L'admission des juifs à l'Université a été longuement et soigneusement étudiée par qui de droit. Le statu quo n'en a pas moins été maintetenu. Si un jour l'autorité compétente décide de modifier son attitude, nous acceptons d'avance sa décision. Tout ce que nous voulons aujourd'hui, c'est exposer quelques-unes des raisons qui légitiment la position prise par l'Université. Il va de soi que nous parlons en notre nom propre.

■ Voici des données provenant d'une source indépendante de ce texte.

use proptest::prelude::*;

use statefold::app::{AppAction, aggregate, set_age, set_name};
use statefold::slices::age::AgeAction;

mod common;
use common::*;

fn arb_action() -> impl Strategy<Value = AppAction> {
    prop_oneof![
        any::<u32>().prop_map(set_age),
        "[A-Za-z ]{0,12}".prop_map(|s: String| set_name(s)),
    ]
}

proptest! {
    /// The store's observable state is exactly the left fold of the
    /// aggregate reducer over the dispatched sequence, starting from the
    /// bootstrap record.
    #[test]
    fn prop_store_equals_left_fold_of_aggregate(
        actions in prop::collection::vec(arb_action(), 0..32),
    ) {
        let store = app_store();
        let aggregate = aggregate().unwrap();

        let mut folded = aggregate.bootstrap();
        for action in &actions {
            store.dispatch(action.clone()).unwrap();
            folded = aggregate.reduce(&folded, action).unwrap();
        }

        prop_assert_eq!(store.get_state(), folded);
    }

    /// Replaying one action sequence into two independent stores always
    /// converges on structurally equal records.
    #[test]
    fn prop_identical_sequences_converge(
        actions in prop::collection::vec(arb_action(), 0..32),
    ) {
        let first = app_store();
        let second = app_store();

        for action in &actions {
            first.dispatch(action.clone()).unwrap();
            second.dispatch(action.clone()).unwrap();
        }

        prop_assert_eq!(first.get_state(), second.get_state());
    }

    /// Actions whose tag no registered slice claims never change state:
    /// with only the age slice registered, name actions are inert and the
    /// age slice tracks its own last write alone.
    #[test]
    fn prop_unclaimed_tags_never_touch_state(
        actions in prop::collection::vec(arb_action(), 0..32),
    ) {
        let store = age_only_store();

        let mut expected_age = 20u32;
        for action in &actions {
            store.dispatch(action.clone()).unwrap();
            if let AppAction::Age(AgeAction::SetValue { value }) = action {
                expected_age = *value;
            }
        }

        let state = store.get_state();
        prop_assert_eq!(state.age.value, expected_age);
        prop_assert_eq!(state.name.value.as_str(), "John Doe");
    }

    /// A subscriber registered before the sequence sees one notification
    /// per successful dispatch.
    #[test]
    fn prop_one_notification_per_dispatch(
        actions in prop::collection::vec(arb_action(), 0..16),
    ) {
        let store = app_store();
        let (_subscription, notifications) = counting_subscriber(&store);

        for action in &actions {
            store.dispatch(action.clone()).unwrap();
        }

        prop_assert_eq!(
            notifications.load(std::sync::atomic::Ordering::SeqCst),
            actions.len()
        );
    }
}
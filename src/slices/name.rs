//! The name slice: a single string value with one action.

use serde::{Deserialize, Serialize};

use crate::app::AppAction;
use crate::reducers::Reducer;
use crate::types::{ActionTag, SliceKey};

/// Key of this slice within the aggregate record.
pub const NAME: SliceKey = SliceKey::new("name");

/// Tag of the set-value action.
pub const SET_NAME: ActionTag = ActionTag::new("name/set_value");

/// Every tag this slice's reducer reacts to.
pub const TAGS: &[ActionTag] = &[SET_NAME];

/// State owned by the name reducer.
#[derive(Clone, Debug, PartialEq, Eq, Serialize, Deserialize)]
pub struct NameState {
    pub value: String,
}

impl NameState {
    /// Value the slice starts with before any dispatch.
    pub const INITIAL: &'static str = "John Doe";

    /// Wraps a value in the slice's state type.
    #[must_use]
    pub fn new(value: impl Into<String>) -> Self {
        Self {
            value: value.into(),
        }
    }
}

impl Default for NameState {
    fn default() -> Self {
        Self {
            value: Self::INITIAL.to_string(),
        }
    }
}

/// The closed set of actions this slice reacts to.
#[derive(Clone, Debug, PartialEq, Eq, Serialize, Deserialize)]
pub enum NameAction {
    /// Replace the stored name.
    SetValue { value: String },
}

impl NameAction {
    /// The tag of this action's kind.
    #[must_use]
    pub fn tag(&self) -> ActionTag {
        match self {
            NameAction::SetValue { .. } => SET_NAME,
        }
    }
}

/// Action creator for [`NameAction::SetValue`].
#[must_use]
pub fn set_value(value: impl Into<String>) -> NameAction {
    NameAction::SetValue {
        value: value.into(),
    }
}

/// Reducer driving the name slice.
///
/// Reacts to [`SET_NAME`] by rebuilding the slice from the payload; every
/// other tag passes the prior value through unchanged.
#[derive(Debug, PartialEq, Clone, Hash, Eq)]
pub struct NameReducer;

impl Reducer<NameState, AppAction> for NameReducer {
    fn initial(&self) -> NameState {
        NameState::default()
    }

    fn reduce(&self, prior: &NameState, action: &AppAction) -> Option<NameState> {
        match action {
            AppAction::Name(NameAction::SetValue { value }) => Some(NameState::new(value.clone())),
            _ => Some(prior.clone()),
        }
    }
}
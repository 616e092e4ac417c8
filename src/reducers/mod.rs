//! Pure state-transition functions and their composition.
//!
//! A reducer owns one slice of the aggregate state record. It is a pure
//! function of `(prior slice, action)` with no observable side effects:
//! calling it twice with identical inputs yields structurally equal outputs.
//! The [`Composer`] combines a fixed, ordered mapping of named reducers into
//! a single aggregate reducer over the whole record; see [`composer`] for the
//! fan-out rules.

mod composer;

pub use composer::{Composed, Composer};

/// A pure transition function for one state slice.
///
/// Reducers are stateless: they hold no data between calls and every dispatch
/// invokes them fresh. The two methods split the slice's lifecycle:
///
/// - [`initial`](Reducer::initial) supplies the slice's bootstrap value, used
///   once when a store is constructed without an explicit starting record.
/// - [`reduce`](Reducer::reduce) computes the next slice value. For a tag the
///   reducer recognizes it returns a *new* value derived from the action's
///   payload; for any other tag it returns the prior value unchanged. This
///   identity passthrough is what lets a single dispatch fan out across all
///   slices while only one slice's logic takes effect.
///
/// Returning `None` signals that the reducer fell through without producing a
/// state. The composer treats that as a fatal shape violation rather than
/// storing an undefined slice.
///
/// # Examples
///
/// ```rust
/// use statefold::app::{set_age, set_name};
/// use statefold::reducers::Reducer;
/// use statefold::slices::age::{AgeReducer, AgeState};
///
/// let reducer = AgeReducer;
/// assert_eq!(reducer.initial(), AgeState { value: 20 });
///
/// // Known tag: a new value derived from the payload.
/// let next = reducer.reduce(&reducer.initial(), &set_age(31));
/// assert_eq!(next, Some(AgeState { value: 31 }));
///
/// // Foreign tag: identity passthrough.
/// let same = reducer.reduce(&AgeState { value: 31 }, &set_name("Alice"));
/// assert_eq!(same, Some(AgeState { value: 31 }));
/// ```
pub trait Reducer<S, A>: Send + Sync {
    /// The slice's initial value, installed on the bootstrap pass.
    fn initial(&self) -> S;

    /// Computes the slice's next value for `action`.
    ///
    /// Must be deterministic and free of side effects. `None` is a contract
    /// violation surfaced by the composer as
    /// [`DispatchError::ShapeViolation`](crate::errors::DispatchError::ShapeViolation).
    fn reduce(&self, prior: &S, action: &A) -> Option<S>;
}
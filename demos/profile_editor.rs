//! Demo: Profile Editor Boundary
//!
//! Walks through the full consumer boundary of the store: wiring at process
//! start, a read-side subscriber that re-renders on every change, and a
//! write side dispatching creator-built actions.
//!
//! Running This Demo:
//! ```bash
//! cargo run --example profile_editor
//! ```

use std::sync::Arc;

use tracing_subscriber::{EnvFilter, fmt, layer::SubscriberExt, util::SubscriberInitExt};

use statefold::app::{build_store, set_age, set_name};

fn main() -> Result<(), Box<dyn std::error::Error>> {
    tracing_subscriber::registry()
        .with(EnvFilter::try_from_default_env().unwrap_or_else(|_| EnvFilter::new("info")))
        .with(fmt::layer())
        .init();

    // Process-start wiring: one store, shared for the process lifetime.
    let store = Arc::new(build_store()?);

    // Read side: a display that re-reads the snapshot on every notification.
    let display = Arc::clone(&store);
    let subscription = store.subscribe(move || {
        let state = display.get_state();
        println!("profile: {} (age {})", state.name.value, state.age.value);
    });

    let initial = store.get_state();
    println!(
        "bootstrap: {} (age {})",
        initial.name.value, initial.age.value
    );

    // Write side: the edit form submits through action creators.
    store.dispatch(set_name("Alice"))?;
    store.dispatch(set_age(31))?;
    store.dispatch(set_age(32))?;

    subscription.unsubscribe();
    store.dispatch(set_name("unseen"))?; // no re-render after unsubscribe

    let last = store.get_state();
    println!("final: {} (age {})", last.name.value, last.age.value);
    Ok(())
}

On dit que l'Université de Montréal est une université catholique, et on en conclut qu'elle devrait être réservée aux catholiques. La conclusion ne s'impose nullement. Une université catholique, c'est une université où l'enseignement est catholique. Cet enseignement exige des professeurs catholiques ; il n'exige pas nécessairement que tous les élèves soient catholiques. Le Concile plénier du Canada, tenu à Québec en 1909, demande de détourner les étudiants catholiques des universités protestantes ou neutres ; il ne demande pas de détourner les protestants ou les juifs de nos universités catholiques. Au point de vue religieux, la fréquentation des universités protestantes ou neutres par nos étudiants comporte des dangers. Il semble au contraire qu'il faudrait plutôt nous réjouir de voir les protestants et les juifs rechercher un enseignement catholique. On nous permettra ici un souvenir personnel. Nous sommes chargé du cours de morale sociale à l'Ecole des Sciences sociales, économiques et politiques. Or, deux années consécutives, des élèves protestants inscrits à l'Ecole sont venus nous exprimer leur surprise d'abord, leur admiration ensuite, en face de la doctrine proposée par l'Eglise. Aucun témoignage ne nous a davantage réjoui.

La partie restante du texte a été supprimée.